Greater Accountability

You’ve scheduled a workout with a partner or you’ve signed up for a fitness class with limited spots. Being a no-show is not only inconsiderate but could be a waste of money if you paid for a class. Working out with others involves a higher degree of accountability because:

·         You’ve committed to be there.

·         The healthy sense of competition pushes you to work harder and make more progress.

·         Your goals are shared with others who are working to tackle the same obstacles.

Building Motivation

For many, working out after a long day at work is the last thing we want to do. You might make an excuse about the long commute or that you’re tired and want to relax. As such, self-guided workouts are often undermined by fluctuating motivation.

Particularly in a group environment, fitness classes start with accountability and then build upon the group mentality, which encourages motivation. An element of competition exists but it’s healthy, encouraging you to keep up with your peers to achieve more.
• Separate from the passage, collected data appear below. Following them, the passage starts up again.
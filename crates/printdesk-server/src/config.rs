// SPDX-License-Identifier: PMPL-1.0-or-later
// Copyright (c) 2026 Jonathan D.A. Jewell (hyperpolymath) <jonathan.jewell@open.ac.uk>
//
// Start-up configuration loading.
//
// Defaults, then the JSON file named by `PRINTDESK_CONFIG` (if set), then
// the `PORT` and `PRINTDESK_UPLOAD_DIR` environment overrides.

use std::path::{Path, PathBuf};

use tracing::info;

use printdesk_core::AppConfig;
use printdesk_core::error::{PrintdeskError, Result};

pub const CONFIG_ENV: &str = "PRINTDESK_CONFIG";
pub const PORT_ENV: &str = "PORT";
pub const UPLOAD_DIR_ENV: &str = "PRINTDESK_UPLOAD_DIR";

/// Load configuration from the process environment.
pub fn load_config() -> Result<AppConfig> {
    load_with(|key| std::env::var(key).ok())
}

/// Load configuration using `env` to look up variables.
pub fn load_with(env: impl Fn(&str) -> Option<String>) -> Result<AppConfig> {
    let mut config = match env(CONFIG_ENV) {
        Some(path) => read_config_file(Path::new(&path))?,
        None => AppConfig::default(),
    };

    if let Some(port) = env(PORT_ENV) {
        config.port = port.trim().parse().map_err(|_| {
            PrintdeskError::Config(format!("{PORT_ENV} must be a port number, got '{port}'"))
        })?;
    }
    if let Some(dir) = env(UPLOAD_DIR_ENV).filter(|d| !d.is_empty()) {
        config.upload_dir = PathBuf::from(dir);
    }

    Ok(config)
}

fn read_config_file(path: &Path) -> Result<AppConfig> {
    let data = std::fs::read_to_string(path).map_err(|e| {
        PrintdeskError::Config(format!("cannot read {}: {}", path.display(), e))
    })?;
    let config = serde_json::from_str(&data)?;
    info!(path = %path.display(), "configuration file loaded");
    Ok(config)
}

#[cfg(test)]
mod tests {
    use std::collections::HashMap;

    use super::*;

    fn env_from(pairs: &[(&str, &str)]) -> impl Fn(&str) -> Option<String> {
        let map: HashMap<String, String> = pairs
            .iter()
            .map(|(k, v)| (k.to_string(), v.to_string()))
            .collect();
        move |key| map.get(key).cloned()
    }

    #[test]
    fn empty_environment_gives_defaults() {
        let config = load_with(env_from(&[])).expect("config");
        assert_eq!(config.port, 3000);
        assert_eq!(config.upload_dir, PathBuf::from("uploads"));
    }

    #[test]
    fn environment_overrides_port_and_upload_dir() {
        let config = load_with(env_from(&[
            (PORT_ENV, "8081"),
            (UPLOAD_DIR_ENV, "/var/spool/printdesk"),
        ]))
        .expect("config");
        assert_eq!(config.port, 8081);
        assert_eq!(config.upload_dir, PathBuf::from("/var/spool/printdesk"));
    }

    #[test]
    fn bad_port_is_a_config_error() {
        let err = load_with(env_from(&[(PORT_ENV, "http")])).expect_err("bad port");
        assert!(matches!(err, PrintdeskError::Config(_)));
    }

    #[test]
    fn file_values_apply_before_environment() {
        let dir = tempfile::tempdir().expect("tempdir");
        let path = dir.path().join("printdesk.json");
        std::fs::write(&path, r#"{ "port": 9000, "default_queue": "psts" }"#).expect("write");
        let path = path.to_string_lossy().into_owned();

        let config = load_with(env_from(&[(CONFIG_ENV, path.as_str())])).expect("config");
        assert_eq!(config.port, 9000);
        assert_eq!(config.default_queue.as_deref(), Some("psts"));

        let config =
            load_with(env_from(&[(CONFIG_ENV, path.as_str()), (PORT_ENV, "9001")])).expect("config");
        assert_eq!(config.port, 9001);
    }

    #[test]
    fn missing_file_is_a_config_error() {
        let err = load_with(env_from(&[(CONFIG_ENV, "/nonexistent/printdesk.json")]))
            .expect_err("missing file");
        assert!(matches!(err, PrintdeskError::Config(_)));
    }
}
Having a Dedicated Spotter

In weightlifting, a spotter is essential to ensure you approach the movement safely and avoid injury. Yet spotting goes beyond the weight room, particularly where form is concerned. When working out with a friend, you can watch each other for proper positioning and quickly identify injury risks before they become a workout-halting muscle strain.

Less Intimidation

Many of us avoid change out of fear but learning something new is often easier in a group setting. Whether it’s free weights or another type of new equipment, you’ll have an instructor showing you how to use everything with proper form. In turn, group settings allow you to add variety to your fitness routine. Find a friend who can show you a new move to further your results.

Opportunity for Two-Person Exercises

Some routines require two people, like a medicine ball pass or partner push-ups. These exercises help diversify your routine and build upon the motivation two-person workouts can bring.

Improved Fitness

According to multiple studies, the habits of others can rub off on us:

·         A study published in the Journal of Social Sciences found that participant behaviors in workout settings influence others and are eventually shared by the group.

·         A 2016 study published in Obesity found that overweight individuals tend to have better weight loss success when working out with their more active friends.

·         Other studies have shown that if you have friends who work out regularly and eat well, you start to assume their healthier habits, improving your long-term health.

Improved Mental Health

Working out by yourself can be lonely. Particularly in group classes, sweating it out to work towards a common goal helps release endorphins and increases overall satisfaction levels. Beyond an elevated feeling of happiness, a study published in the International Journal of Stress Management found that participants who exercised on a stationary bike with a friend or group for at least 30 minutes felt calmer afterward, compared to the group that completed the activity alone.